Scan the data below and state the number of lines that include the word "accepts", adding no comment.

• _Data for analysis_:

== Segment start ==

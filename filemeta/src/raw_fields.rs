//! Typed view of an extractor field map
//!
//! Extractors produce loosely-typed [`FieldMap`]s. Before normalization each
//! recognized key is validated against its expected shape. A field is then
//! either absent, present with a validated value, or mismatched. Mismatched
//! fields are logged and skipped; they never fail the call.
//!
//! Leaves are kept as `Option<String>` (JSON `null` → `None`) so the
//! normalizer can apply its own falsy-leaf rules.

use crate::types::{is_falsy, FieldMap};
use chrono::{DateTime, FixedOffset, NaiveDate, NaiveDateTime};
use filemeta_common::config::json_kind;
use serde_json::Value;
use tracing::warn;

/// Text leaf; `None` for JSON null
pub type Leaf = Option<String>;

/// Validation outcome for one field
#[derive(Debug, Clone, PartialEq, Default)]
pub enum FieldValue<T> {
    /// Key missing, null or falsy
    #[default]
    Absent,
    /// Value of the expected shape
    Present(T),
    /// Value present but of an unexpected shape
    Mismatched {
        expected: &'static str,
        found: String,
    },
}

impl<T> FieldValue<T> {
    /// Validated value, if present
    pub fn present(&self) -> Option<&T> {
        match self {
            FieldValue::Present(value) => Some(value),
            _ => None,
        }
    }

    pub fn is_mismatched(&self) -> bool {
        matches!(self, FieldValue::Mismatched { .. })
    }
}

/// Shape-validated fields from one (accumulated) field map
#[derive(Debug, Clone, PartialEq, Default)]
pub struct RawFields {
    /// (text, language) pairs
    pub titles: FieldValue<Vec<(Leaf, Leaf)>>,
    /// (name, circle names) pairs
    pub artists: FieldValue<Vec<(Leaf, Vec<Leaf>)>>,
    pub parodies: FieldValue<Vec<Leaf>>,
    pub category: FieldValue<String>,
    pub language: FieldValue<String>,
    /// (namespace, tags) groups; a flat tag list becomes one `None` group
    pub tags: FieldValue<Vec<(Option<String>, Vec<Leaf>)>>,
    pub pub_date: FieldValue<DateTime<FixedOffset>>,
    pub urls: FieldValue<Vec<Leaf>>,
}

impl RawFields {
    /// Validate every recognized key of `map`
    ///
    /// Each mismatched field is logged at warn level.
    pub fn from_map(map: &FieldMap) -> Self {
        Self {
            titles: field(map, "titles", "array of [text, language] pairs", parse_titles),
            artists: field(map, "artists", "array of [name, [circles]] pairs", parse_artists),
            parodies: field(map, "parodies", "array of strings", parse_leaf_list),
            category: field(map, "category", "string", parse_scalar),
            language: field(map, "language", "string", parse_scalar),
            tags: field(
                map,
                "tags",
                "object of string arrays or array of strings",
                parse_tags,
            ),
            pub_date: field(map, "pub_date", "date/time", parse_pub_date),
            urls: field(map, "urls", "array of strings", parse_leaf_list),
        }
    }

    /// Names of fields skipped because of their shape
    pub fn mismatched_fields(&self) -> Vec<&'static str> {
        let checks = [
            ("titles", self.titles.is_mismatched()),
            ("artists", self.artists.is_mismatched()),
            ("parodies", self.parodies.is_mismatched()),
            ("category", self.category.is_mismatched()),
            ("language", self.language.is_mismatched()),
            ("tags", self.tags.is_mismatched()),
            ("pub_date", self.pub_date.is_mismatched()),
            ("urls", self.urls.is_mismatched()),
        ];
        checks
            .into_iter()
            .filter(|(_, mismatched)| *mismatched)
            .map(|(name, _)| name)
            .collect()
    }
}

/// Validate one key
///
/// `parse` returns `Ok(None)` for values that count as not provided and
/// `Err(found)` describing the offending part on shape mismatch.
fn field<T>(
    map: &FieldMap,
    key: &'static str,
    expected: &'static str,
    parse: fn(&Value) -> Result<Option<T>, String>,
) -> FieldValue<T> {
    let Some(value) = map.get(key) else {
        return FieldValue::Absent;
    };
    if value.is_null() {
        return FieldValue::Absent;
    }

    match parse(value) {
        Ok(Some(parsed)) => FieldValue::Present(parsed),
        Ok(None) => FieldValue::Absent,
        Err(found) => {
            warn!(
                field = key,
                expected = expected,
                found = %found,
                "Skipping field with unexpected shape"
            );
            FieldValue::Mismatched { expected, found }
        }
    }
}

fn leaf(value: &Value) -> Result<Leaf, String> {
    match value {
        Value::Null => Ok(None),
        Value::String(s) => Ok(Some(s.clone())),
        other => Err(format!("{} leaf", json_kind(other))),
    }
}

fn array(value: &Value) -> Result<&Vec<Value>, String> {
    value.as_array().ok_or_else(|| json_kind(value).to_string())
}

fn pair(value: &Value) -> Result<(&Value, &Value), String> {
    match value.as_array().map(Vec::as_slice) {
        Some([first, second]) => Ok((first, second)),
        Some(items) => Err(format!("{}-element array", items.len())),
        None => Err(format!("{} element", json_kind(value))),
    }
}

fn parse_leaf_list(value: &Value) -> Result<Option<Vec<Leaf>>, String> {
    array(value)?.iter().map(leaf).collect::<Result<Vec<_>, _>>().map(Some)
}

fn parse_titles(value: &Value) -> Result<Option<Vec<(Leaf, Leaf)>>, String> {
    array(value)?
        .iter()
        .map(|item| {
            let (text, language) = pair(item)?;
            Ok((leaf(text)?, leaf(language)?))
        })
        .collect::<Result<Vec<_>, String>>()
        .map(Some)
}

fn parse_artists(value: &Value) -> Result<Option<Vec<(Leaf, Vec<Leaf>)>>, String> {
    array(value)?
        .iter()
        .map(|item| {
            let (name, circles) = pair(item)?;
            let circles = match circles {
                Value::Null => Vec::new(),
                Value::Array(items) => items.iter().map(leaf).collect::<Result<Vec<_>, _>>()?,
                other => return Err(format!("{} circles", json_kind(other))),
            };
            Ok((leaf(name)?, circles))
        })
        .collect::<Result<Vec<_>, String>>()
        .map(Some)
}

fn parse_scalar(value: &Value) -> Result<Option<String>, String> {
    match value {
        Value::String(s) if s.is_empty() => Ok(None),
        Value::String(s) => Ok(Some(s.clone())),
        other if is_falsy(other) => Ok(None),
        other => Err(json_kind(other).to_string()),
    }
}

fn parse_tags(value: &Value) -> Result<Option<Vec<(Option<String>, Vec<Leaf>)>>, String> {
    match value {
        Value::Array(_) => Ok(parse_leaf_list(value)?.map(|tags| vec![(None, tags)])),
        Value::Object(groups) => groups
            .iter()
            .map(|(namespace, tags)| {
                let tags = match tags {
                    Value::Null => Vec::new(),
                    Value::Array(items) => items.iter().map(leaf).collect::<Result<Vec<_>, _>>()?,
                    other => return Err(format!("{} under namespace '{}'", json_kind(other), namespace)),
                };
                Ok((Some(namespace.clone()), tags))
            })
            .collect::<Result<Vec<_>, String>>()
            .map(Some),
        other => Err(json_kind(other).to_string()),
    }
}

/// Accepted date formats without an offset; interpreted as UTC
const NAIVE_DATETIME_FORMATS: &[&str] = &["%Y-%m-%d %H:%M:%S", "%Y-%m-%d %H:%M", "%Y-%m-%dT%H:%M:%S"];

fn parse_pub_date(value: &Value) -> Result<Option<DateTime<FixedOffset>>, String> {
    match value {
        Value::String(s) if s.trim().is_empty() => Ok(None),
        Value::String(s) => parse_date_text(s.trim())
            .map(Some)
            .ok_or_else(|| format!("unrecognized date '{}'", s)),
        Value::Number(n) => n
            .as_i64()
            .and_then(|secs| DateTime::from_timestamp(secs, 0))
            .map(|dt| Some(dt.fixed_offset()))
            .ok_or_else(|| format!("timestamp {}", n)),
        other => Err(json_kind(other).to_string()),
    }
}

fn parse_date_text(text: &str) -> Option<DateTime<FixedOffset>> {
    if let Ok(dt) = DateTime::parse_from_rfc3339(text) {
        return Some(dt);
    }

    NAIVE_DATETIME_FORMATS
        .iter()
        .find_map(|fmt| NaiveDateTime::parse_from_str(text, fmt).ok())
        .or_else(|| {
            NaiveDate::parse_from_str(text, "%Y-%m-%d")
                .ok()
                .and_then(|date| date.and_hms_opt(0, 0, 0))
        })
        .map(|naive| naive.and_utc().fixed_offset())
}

== Segment end ==
== Segment start ==

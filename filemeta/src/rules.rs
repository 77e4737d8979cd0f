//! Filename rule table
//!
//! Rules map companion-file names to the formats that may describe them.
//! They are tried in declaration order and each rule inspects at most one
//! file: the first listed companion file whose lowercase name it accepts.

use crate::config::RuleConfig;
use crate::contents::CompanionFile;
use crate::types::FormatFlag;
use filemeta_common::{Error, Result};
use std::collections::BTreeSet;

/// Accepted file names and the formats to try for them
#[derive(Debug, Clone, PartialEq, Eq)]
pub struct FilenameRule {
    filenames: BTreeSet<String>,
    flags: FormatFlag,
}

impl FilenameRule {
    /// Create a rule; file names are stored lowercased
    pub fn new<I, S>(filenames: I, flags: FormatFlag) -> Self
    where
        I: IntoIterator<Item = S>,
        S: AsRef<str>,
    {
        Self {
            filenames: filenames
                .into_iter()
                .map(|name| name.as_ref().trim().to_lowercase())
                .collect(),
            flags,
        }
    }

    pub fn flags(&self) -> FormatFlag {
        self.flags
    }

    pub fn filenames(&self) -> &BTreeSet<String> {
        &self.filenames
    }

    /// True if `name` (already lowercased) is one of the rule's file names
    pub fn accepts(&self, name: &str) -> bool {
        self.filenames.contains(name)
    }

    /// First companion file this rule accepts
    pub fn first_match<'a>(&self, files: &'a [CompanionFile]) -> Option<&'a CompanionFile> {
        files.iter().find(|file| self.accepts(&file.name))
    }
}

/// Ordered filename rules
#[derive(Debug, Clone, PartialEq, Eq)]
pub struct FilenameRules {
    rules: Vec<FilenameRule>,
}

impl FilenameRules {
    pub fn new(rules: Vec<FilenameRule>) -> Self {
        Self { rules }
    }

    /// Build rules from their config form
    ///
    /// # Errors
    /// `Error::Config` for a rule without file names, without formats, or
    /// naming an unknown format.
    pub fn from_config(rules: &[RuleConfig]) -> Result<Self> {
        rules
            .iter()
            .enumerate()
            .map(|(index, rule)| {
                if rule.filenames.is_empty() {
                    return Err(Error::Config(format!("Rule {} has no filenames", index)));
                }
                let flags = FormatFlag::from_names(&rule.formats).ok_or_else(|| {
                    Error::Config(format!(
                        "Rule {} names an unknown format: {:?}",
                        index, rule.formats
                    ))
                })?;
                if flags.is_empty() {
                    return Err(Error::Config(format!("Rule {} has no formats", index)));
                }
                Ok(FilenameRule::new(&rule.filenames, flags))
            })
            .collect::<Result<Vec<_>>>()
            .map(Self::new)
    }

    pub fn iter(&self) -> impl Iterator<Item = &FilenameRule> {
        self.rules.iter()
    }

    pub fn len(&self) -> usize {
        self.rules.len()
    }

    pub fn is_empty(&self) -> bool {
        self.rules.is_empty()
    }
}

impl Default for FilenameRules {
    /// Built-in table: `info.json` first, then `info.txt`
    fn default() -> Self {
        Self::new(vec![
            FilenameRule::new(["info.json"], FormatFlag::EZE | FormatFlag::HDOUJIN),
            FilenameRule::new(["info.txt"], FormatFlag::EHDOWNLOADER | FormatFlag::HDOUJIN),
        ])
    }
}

== Segment end ==

• _Result of this task_: 4